(Dataset items)
-- Opening Marker --
//! Slash-command registry
//!
//! A static table mapping each command name to its handler and help
//! string. Handlers run inside the owning room's event loop (see
//! [`crate::room`]), so they read and mutate membership directly; the
//! ones that need the node directories delegate to the router.

use crate::error::CommandError;
use crate::room::Room;
use crate::types::ClientId;

/// Handler signature: `(room, caller, argstring) -> error?`
pub type Handler = fn(&mut Room, ClientId, &str) -> Result<(), CommandError>;

/// One entry in the command table
#[derive(Debug, Clone, Copy)]
pub struct CommandSpec {
    pub name: &'static str,
    pub help: &'static str,
    pub run: Handler,
}

/// The built-in commands users can run; these start with a slash
pub static COMMANDS: &[CommandSpec] = &[
    CommandSpec {
        name: "make",
        help: "Usage:\n/make roomName\n    Makes a new room with a given name.",
        run: Room::cmd_make,
    },
    CommandSpec {
        name: "listrooms",
        help: "Usage:\n/listrooms\n    Lists all open rooms.",
        run: Room::cmd_listrooms,
    },
    CommandSpec {
        name: "join",
        help: "Usage:\n/join roomName\n    Moves the client to the given room.",
        run: Room::cmd_join,
    },
    CommandSpec {
        name: "exit",
        help: "Usage:\n/exit\n    Leave the server.",
        run: Room::cmd_exit,
    },
    CommandSpec {
        name: "listusers",
        help: "Usage:\n/listusers\n    List the users in the current room.",
        run: Room::cmd_listusers,
    },
    CommandSpec {
        name: "listallusers",
        help: "Usage:\n/listallusers\n    List all users in the current server.",
        run: Room::cmd_listallusers,
    },
    CommandSpec {
        name: "help",
        help: "Usage:\n/help\n    List all available commands.\n/help command\n    Print out the helpstring for that command.",
        run: Room::cmd_help,
    },
    CommandSpec {
        name: "whisper",
        help: "Usage:\n/whisper nickName message\n    Direct message a user with the given nickname.",
        run: Room::cmd_whisper,
    },
];

/// Look up a command by name (case-sensitive)
pub fn find(name: &str) -> Option<&'static CommandSpec> {
    COMMANDS.iter().find(|spec| spec.name == name)
}

/// Parse a command that takes exactly one argument
pub fn single_arg(cmd: &str, what: &str, args: &str) -> Result<String, CommandError> {
    let trimmed = args.trim();
    if trimmed.is_empty() {
        return Err(CommandError::new(
            cmd,
            format!("Wrong number of arguments: want 1 ({}), got 0", what),
        ));
    }
    if trimmed.contains(' ') {
        return Err(CommandError::new(
            cmd,
            format!("Wrong number of arguments: want 1 ({}), got 2", what),
        ));
    }
    Ok(trimmed.to_string())
}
-- Closing Marker --
### DIRECTIONS
Line by line, retype all of the records exactly.

### ANSWER SECTION
//! Slash-command registry
//!
//! A static table mapping each command name to its handler and help
//! string. Handlers run inside the owning room's event loop (see
//! [`crate::room`]), so they read and mutate membership directly; the
//! ones that need the node directories delegate to the router.

use crate::error::CommandError;
use crate::room::Room;
use crate::types::ClientId;

/// Handler signature: `(room, caller, argstring) -> error?`
pub type Handler = fn(&mut Room, ClientId, &str) -> Result<(), CommandError>;

/// One entry in the command table
#[derive(Debug, Clone, Copy)]
pub struct CommandSpec {
    pub name: &'static str,
    pub help: &'static str,
    pub run: Handler,
}

/// The built-in commands users can run; these start with a slash
pub static COMMANDS: &[CommandSpec] = &[
    CommandSpec {
        name: "make",
        help: "Usage:\n/make roomName\n    Makes a new room with a given name.",
        run: Room::cmd_make,
    },
    CommandSpec {
        name: "listrooms",
        help: "Usage:\n/listrooms\n    Lists all open rooms.",
        run: Room::cmd_listrooms,
    },
    CommandSpec {
        name: "join",
        help: "Usage:\n/join roomName\n    Moves the client to the given room.",
        run: Room::cmd_join,
    },
    CommandSpec {
        name: "exit",
        help: "Usage:\n/exit\n    Leave the server.",
        run: Room::cmd_exit,
    },
    CommandSpec {
        name: "listusers",
        help: "Usage:\n/listusers\n    List the users in the current room.",
        run: Room::cmd_listusers,
    },
    CommandSpec {
        name: "listallusers",
        help: "Usage:\n/listallusers\n    List all users in the current server.",
        run: Room::cmd_listallusers,
    },
    CommandSpec {
        name: "help",
        help: "Usage:\n/help\n    List all available commands.\n/help command\n    Print out the helpstring for that command.",
        run: Room::cmd_help,
    },
    CommandSpec {
        name: "whisper",
        help: "Usage:\n/whisper nickName message\n    Direct message a user with the given nickname.",
        run: Room::cmd_whisper,
    },
];

/// Look up a command by name (case-sensitive)
pub fn find(name: &str) -> Option<&'static CommandSpec> {
    COMMANDS.iter().find(|spec| spec.name == name)
}

/// Parse a command that takes exactly one argument
pub fn single_arg(cmd: &str, what: &str, args: &str) -> Result<String, CommandError> {
    let trimmed = args.trim();
    if trimmed.is_empty() {
        return Err(CommandError::new(
            cmd,
            format!("Wrong number of arguments: want 1 ({}), got 0", what),
        ));
    }
    if trimmed.contains(' ') {
        return Err(CommandError::new(
            cmd,
            format!("Wrong number of arguments: want 1 ({}), got 2", what),
        ));
    }
    Ok(trimmed.to_string())
}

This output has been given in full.